Well, since the initial pageload should be blank, it's fine; after hitting the "Load" button, if the same code is ran again... which it is in my case (with some additions that make things clearer in the full code)... then whatever you put in the textarea stays there. Other than, you know, the encoding issue. ;)
 

StDoodle

Minion
Question: shouldn't the closing tag of </label> be part of write_select() rather than finish_select(), so that it's after just the label text, not the entire selection? (I'm honestly asking, as I'm far from an HTML expert.)
 

jasonharper

Developer
If the <label> tag encloses only the label, it requires a 'for=' attribute to associate it with the actual form control it labels. If the form control is inside the <label> tag, then the association is automatic.
 

icon315

Member
when using write_button() like this:
PHP:
    itm = write_field("", "itemnum", "Item Number: ").to_int();
            write_button("submiting", "Add");
it seems that as soon as the page loads, it submits and returns 0. Is there a way to make it so that it doesn't submit unless the button is pressed?
 

slyz

Developer
Instead of doing
PHP:
itm = write_field("", "itemnum", "Item Number: ").to_int();
directly, why not do:
PHP:
write_field("", "itemnum", "Item Number: ");
if( fields contains "itemnum" ) itm = fields["itemnum"].to_int();
?

If fields contains "itemnum", then you know the submit button has been pressed, otherwise you can deal with the situation in another way.
 

icon315

Member
thanks

EDIT:
i tried using this, but at no avail. it just submited with a blank. so it came out as:
Code:
...
3	4548
4
it also adds a blank line
 
Last edited:

jasonharper

Developer
You have to either check the return value of write_button(), or use test_button() to determine that the button was actually clicked.

slyz' advice is simply wrong; the presence of a field name in fields[] does not prove that a successful page submit actually took place.
 

icon315

Member
ok i did this
PHP:
     string [int] my_items;
    file_to_map( "My_Items.txt" , my_items);

    attr("size=4 maxlength=4");
    itm = write_field("", "itemnum", "Item Number: ").to_int();
            write_button("submit", "Add");
			


		if (test_button(itm) != false){
        string [int] my_item;
        ........
}

i think it should work, i'll try after Rollover
 

slyz

Developer
I use the advice I posted on checkboxes, I forgot about test_button() and validators and such. Sorry.
 

icon315

Member
test_button is returning false even though i put 3661.

PHP:
print(itm);
print(test_button(itm));
Code:
3661
false
 

Banana Lord

Member
Random trivia of which you may or may not be aware: Chrome and FireFox require a value for write_field()'s label (even if it's just a space) before they will display the field, while Safari does not.

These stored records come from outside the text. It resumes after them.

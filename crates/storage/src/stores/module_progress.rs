use std::sync::Arc;

use portal_core::model::{LearnerId, ProgramId, ProgramProgress};

use super::{read_json_or_default, write_json};
use crate::kv::{KeyValueStore, StorageError};

fn progress_key(learner_id: &LearnerId, program_id: &ProgramId) -> String {
    format!("module_progress_{learner_id}_{program_id}")
}

/// Per-learner, per-program module progress under
/// `module_progress_{learnerId}_{programId}` keys.
///
/// The learner id lives only in the key; the persisted record carries the
/// program id, matching the original entries.
#[derive(Clone)]
pub struct ModuleProgressStore {
    kv: Arc<dyn KeyValueStore>,
}

impl ModuleProgressStore {
    #[must_use]
    pub fn new(kv: Arc<dyn KeyValueStore>) -> Self {
        Self { kv }
    }

    /// The learner's progress in a program, or `None` if nothing was
    /// recorded (or the record does not parse).
    pub async fn get(
        &self,
        learner_id: &LearnerId,
        program_id: &ProgramId,
    ) -> Option<ProgramProgress> {
        read_json_or_default(self.kv.as_ref(), &progress_key(learner_id, program_id)).await
    }

    /// Writes the whole aggregate back. Callers mutate through
    /// `ProgramProgress` methods so the derived overall percentage is always
    /// recomputed before it lands here.
    ///
    /// # Errors
    ///
    /// Returns `StorageError` if the write cannot be performed.
    pub async fn put(
        &self,
        learner_id: &LearnerId,
        progress: &ProgramProgress,
    ) -> Result<(), StorageError> {
        write_json(
            self.kv.as_ref(),
            &progress_key(learner_id, progress.program_id()),
            progress,
        )
        .await
    }

    /// Removes the learner's record for a program.
    ///
    /// # Errors
    ///
    /// Returns `StorageError` if the delete cannot be performed.
    pub async fn reset(
        &self,
        learner_id: &LearnerId,
        program_id: &ProgramId,
    ) -> Result<(), StorageError> {
        self.kv
            .delete(&progress_key(learner_id, program_id))
            .await
    }
}

#[cfg(test)]
mod tests {
    use super::*;
    use crate::kv::InMemoryStore;
    use portal_core::model::ModuleId;
    use portal_core::time::fixed_now;

    fn build_store() -> ModuleProgressStore {
        ModuleProgressStore::new(Arc::new(InMemoryStore::new()))
    }

    #[tokio::test]
    async fn absent_record_reads_as_none() {
        let store = build_store();
        let got = store
            .get(&LearnerId::new("l1"), &ProgramId::new("p1"))
            .await;
        assert!(got.is_none());
    }

    #[tokio::test]
    async fn put_get_reset_roundtrip() {
        let store = build_store();
        let learner = LearnerId::new("l1");
        let now = fixed_now();

        let mut progress = ProgramProgress::new(ProgramId::new("p1"), now);
        progress.complete_module(ModuleId::new(0), now);
        store.put(&learner, &progress).await.unwrap();

        let got = store.get(&learner, &ProgramId::new("p1")).await.unwrap();
        assert_eq!(got.overall_progress(), 100);

        store
            .reset(&learner, &ProgramId::new("p1"))
            .await
            .unwrap();
        assert!(store.get(&learner, &ProgramId::new("p1")).await.is_none());
    }

    #[tokio::test]
    async fn records_are_scoped_per_learner() {
        let store = build_store();
        let now = fixed_now();
        let progress = ProgramProgress::new(ProgramId::new("p1"), now);
        store.put(&LearnerId::new("l1"), &progress).await.unwrap();

        assert!(
            store
                .get(&LearnerId::new("l2"), &ProgramId::new("p1"))
                .await
                .is_none()
        );
    }
}
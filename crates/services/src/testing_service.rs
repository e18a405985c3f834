use portal_core::Clock;
use portal_core::model::{
    ProtocolId, ProtocolRecord, TestId, TestMeta, TestMode, TestSession,
};
use storage::stores::{ProtocolRegistryStore, TestsCatalogStore};

use crate::error::TestingError;

/// Who is taking the test, as far as the protocol needs to know.
#[derive(Debug, Clone, Default, PartialEq, Eq)]
pub struct Listener {
    pub name: Option<String>,
    pub position: Option<String>,
}

impl Listener {
    #[must_use]
    pub fn named(name: impl Into<String>, position: impl Into<String>) -> Self {
        Self {
            name: Some(name.into()),
            position: Some(position.into()),
        }
    }
}

/// Next human-facing protocol label for a registry.
///
/// Scans existing `№ N` labels and issues max+1, so numbers stay unique
/// within one registry without extra persisted state. Labels that are not
/// of that form are ignored.
#[must_use]
pub fn next_protocol_number(records: &[ProtocolRecord]) -> String {
    let max = records
        .iter()
        .filter_map(|r| r.protocol_number().strip_prefix("№ "))
        .filter_map(|n| n.trim().parse::<u64>().ok())
        .max()
        .unwrap_or(0);
    format!("№ {}", max + 1)
}

/// Orchestrates one test attempt: session start from the catalog, and the
/// finish step that derives and persists the protocol.
#[derive(Clone)]
pub struct TestingService {
    clock: Clock,
    tests: TestsCatalogStore,
    protocols: ProtocolRegistryStore,
}

impl TestingService {
    #[must_use]
    pub fn new(clock: Clock, tests: TestsCatalogStore, protocols: ProtocolRegistryStore) -> Self {
        Self {
            clock,
            tests,
            protocols,
        }
    }

    /// Starts a fresh session over a catalog test's questions.
    ///
    /// Every attempt gets a brand-new session; nothing of a previous run
    /// carries over.
    ///
    /// # Errors
    ///
    /// Returns `TestingError::UnknownTest` if the id is not in the catalog,
    /// or a `SessionError` if the test has no questions.
    pub async fn start(
        &self,
        test_id: &TestId,
        mode: TestMode,
    ) -> Result<(TestMeta, TestSession), TestingError> {
        let test = self
            .tests
            .get(test_id)
            .await
            .ok_or_else(|| TestingError::UnknownTest(test_id.clone()))?;
        let session = TestSession::start(mode, test.questions.clone())?;
        Ok((test, session))
    }

    /// Ends the session, scores it, and appends the derived protocol to the
    /// registry. The session is left `Completed` and is not touched further.
    ///
    /// # Errors
    ///
    /// Returns `SessionError` if the session is not in progress, or a
    /// `StorageError` if the registry write fails (in which case no protocol
    /// was recorded).
    pub async fn finish(
        &self,
        test: &TestMeta,
        session: &mut TestSession,
        listener: Listener,
    ) -> Result<ProtocolRecord, TestingError> {
        let result = session.finish()?;

        let existing = self.protocols.list().await;
        let record = ProtocolRecord::from_result(
            ProtocolId::generate(),
            next_protocol_number(&existing),
            test.id.clone(),
            test.title.clone(),
            listener.name,
            listener.position,
            result,
            self.clock.now(),
        );
        self.protocols.append(&record).await?;

        tracing::debug!(
            protocol = %record.protocol_number(),
            percentage = record.percentage(),
            passed = record.passed(),
            "test finished"
        );
        Ok(record)
    }
}
use std::path::PathBuf;

use clap::Parser;

use crate::config::CliSettings;

#[derive(Parser, Debug)]
#[command(
    name = "license-walk",
    about = "Identify and classify the license of every transitive dependency",
    version
)]
pub struct Cli {
    /// Root package paths or patterns to walk (passed to `go list`)
    #[arg(required = true, value_name = "PACKAGE")]
    pub roots: Vec<String>,

    /// Directory to run `go list` in
    #[arg(long, default_value = ".")]
    pub dir: PathBuf,

    /// Read a captured `go list -e -json -deps` listing instead of running `go list`
    #[arg(long, value_name = "FILE")]
    pub listing: Option<PathBuf>,

    /// Config file
    /// [default: ./.license-walk/config.toml, fallback ~/.config/license-walk/config.toml]
    #[arg(long)]
    pub config: Option<PathBuf>,

    /// Directory containing the reference license corpus (index.toml)
    #[arg(long)]
    pub corpus: Option<PathBuf>,

    /// Minimum confidence required in order to positively identify a license [default: 0.9]
    #[arg(long = "confidence-threshold", value_name = "FRACTION")]
    pub confidence_threshold: Option<f64>,

    /// License type override for one package, as <import path>=<type> (repeatable)
    #[arg(long = "override", value_name = "PATH=TYPE")]
    pub overrides: Vec<String>,

    /// License types that fail the check (repeatable) [default: Forbidden]
    #[arg(long = "disallow", value_name = "TYPE")]
    pub disallowed: Vec<String>,

    /// Maximum number of packages resolved concurrently [default: number of CPUs]
    #[arg(short, long)]
    pub jobs: Option<usize>,

    /// Give up after this many seconds and report what finished
    #[arg(long, value_name = "SECS")]
    pub timeout: Option<u64>,

    /// Report format
    #[arg(long, default_value = "terminal", value_name = "FORMAT")]
    pub report: ReportFormat,

    /// Show all packages (not just disallowed/unresolved) and debug logs
    #[arg(short, long)]
    pub verbose: bool,

    /// Only print summary line
    #[arg(short, long)]
    pub quiet: bool,
}

#[derive(Debug, Clone, clap::ValueEnum)]
pub enum ReportFormat {
    Terminal,
    Json,
}

impl Cli {
    /// The subset of arguments that feed [`Settings`](crate::config::Settings).
    pub fn settings(&self) -> CliSettings {
        CliSettings {
            confidence_threshold: self.confidence_threshold,
            corpus: self.corpus.clone(),
            jobs: self.jobs,
            timeout_secs: self.timeout,
            overrides: self.overrides.clone(),
            disallowed: self.disallowed.clone(),
        }
    }
}
use std::path::PathBuf;

use thiserror::Error;

/// Invalid user configuration. Always fatal, reported before any scanning.
#[derive(Error, Debug)]
pub enum ConfigError {
    #[error("license named {key:?} override value {value:?} must be one of {allowed}")]
    InvalidOverrideValue {
        key: String,
        value: String,
        allowed: String,
    },

    #[error("malformed override {0:?}, expected <import path>=<license type>")]
    MalformedOverride(String),

    #[error("confidence threshold {0} must lie in [0, 1]")]
    ThresholdOutOfRange(f64),

    #[error("jobs must be at least 1")]
    InvalidJobs,

    #[error("disallowed license type {value:?} must be one of {allowed}")]
    InvalidDisallowedType { value: String, allowed: String },

    #[error("no license corpus configured; pass --corpus or set scan.corpus")]
    MissingCorpus,

    #[error("reading config {path}: {source}")]
    Read {
        path: PathBuf,
        source: std::io::Error,
    },

    #[error("parsing config {path}: {source}")]
    Parse {
        path: PathBuf,
        source: toml::de::Error,
    },
}

/// The reference corpus could not be loaded. Fatal at startup.
#[derive(Error, Debug)]
pub enum CorpusError {
    #[error("reading corpus file {path}: {source}")]
    Read {
        path: PathBuf,
        source: std::io::Error,
    },

    #[error("parsing corpus index {path}: {source}")]
    Parse {
        path: PathBuf,
        source: toml::de::Error,
    },

    #[error("corpus entry {name:?} has invalid type {value:?}, must be one of {allowed}")]
    InvalidType {
        name: String,
        value: String,
        allowed: String,
    },

    #[error("corpus entry {0:?} is listed more than once")]
    Duplicate(String),

    #[error("corpus at {0} contains no license templates")]
    Empty(PathBuf),
}

/// Failure to build the import graph or to resolve a root package. Fatal.
#[derive(Error, Debug)]
pub enum GraphError {
    #[error("running `go list`: {0}")]
    Spawn(#[source] std::io::Error),

    #[error("`go list` exited with {status}: {stderr}")]
    Command { status: String, stderr: String },

    #[error("reading package listing {path}: {source}")]
    ReadListing {
        path: PathBuf,
        source: std::io::Error,
    },

    #[error("parsing package listing: {0}")]
    Listing(#[from] serde_json::Error),

    #[error("cannot resolve root package {path:?}: {source}")]
    RootUnresolved {
        path: String,
        #[source]
        source: LoadError,
    },
}

/// Failure to load a single package. Recorded per package for transitive imports.
#[derive(Error, Debug, Clone, PartialEq)]
pub enum LoadError {
    #[error("package not found")]
    NotFound,

    #[error("{0}")]
    Failed(String),
}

Is there any way to work with aggregate references? I'd like to use write_textarea() to display and edit a list of effects contained in a data file (after striping out the trailing <tab> required by map_to_file()). Perhaps I'm going about this the wrong way, but I can't find a way of doing it.
 

jasonharper

Developer
I find it extremely hard to believe that any browser would refuse to show unlabeled fields; there must be something else going wrong. Minimal example, please.

A textarea displays and edits text... you'd need to create a string version of your list of effects yourself, and then parse it back into a list on page submission. An alternative would be to have a bunch of checkboxes, one for each relevant effect, with an initial value that's true if the effect is contained in your list.
 

heeheehee

Developer
Staff member
Force your user to use JSON! :D (essentially:
Code:
"map":
{key: 11,
 "other key": "hello"}
array:
[11, 23, 37, 42]
If you do anything with JS, you can at least use JSON.parse(). Not immediately sure how you can translate that back into ASH. Although if it's one of the fields that's submitted, it's easy enough to write a JSON parser.
 

Veracity

Developer
Staff member
KoLmafia has a JSON parser built in. With some effort, we could make a set of ASH functions to interface with it.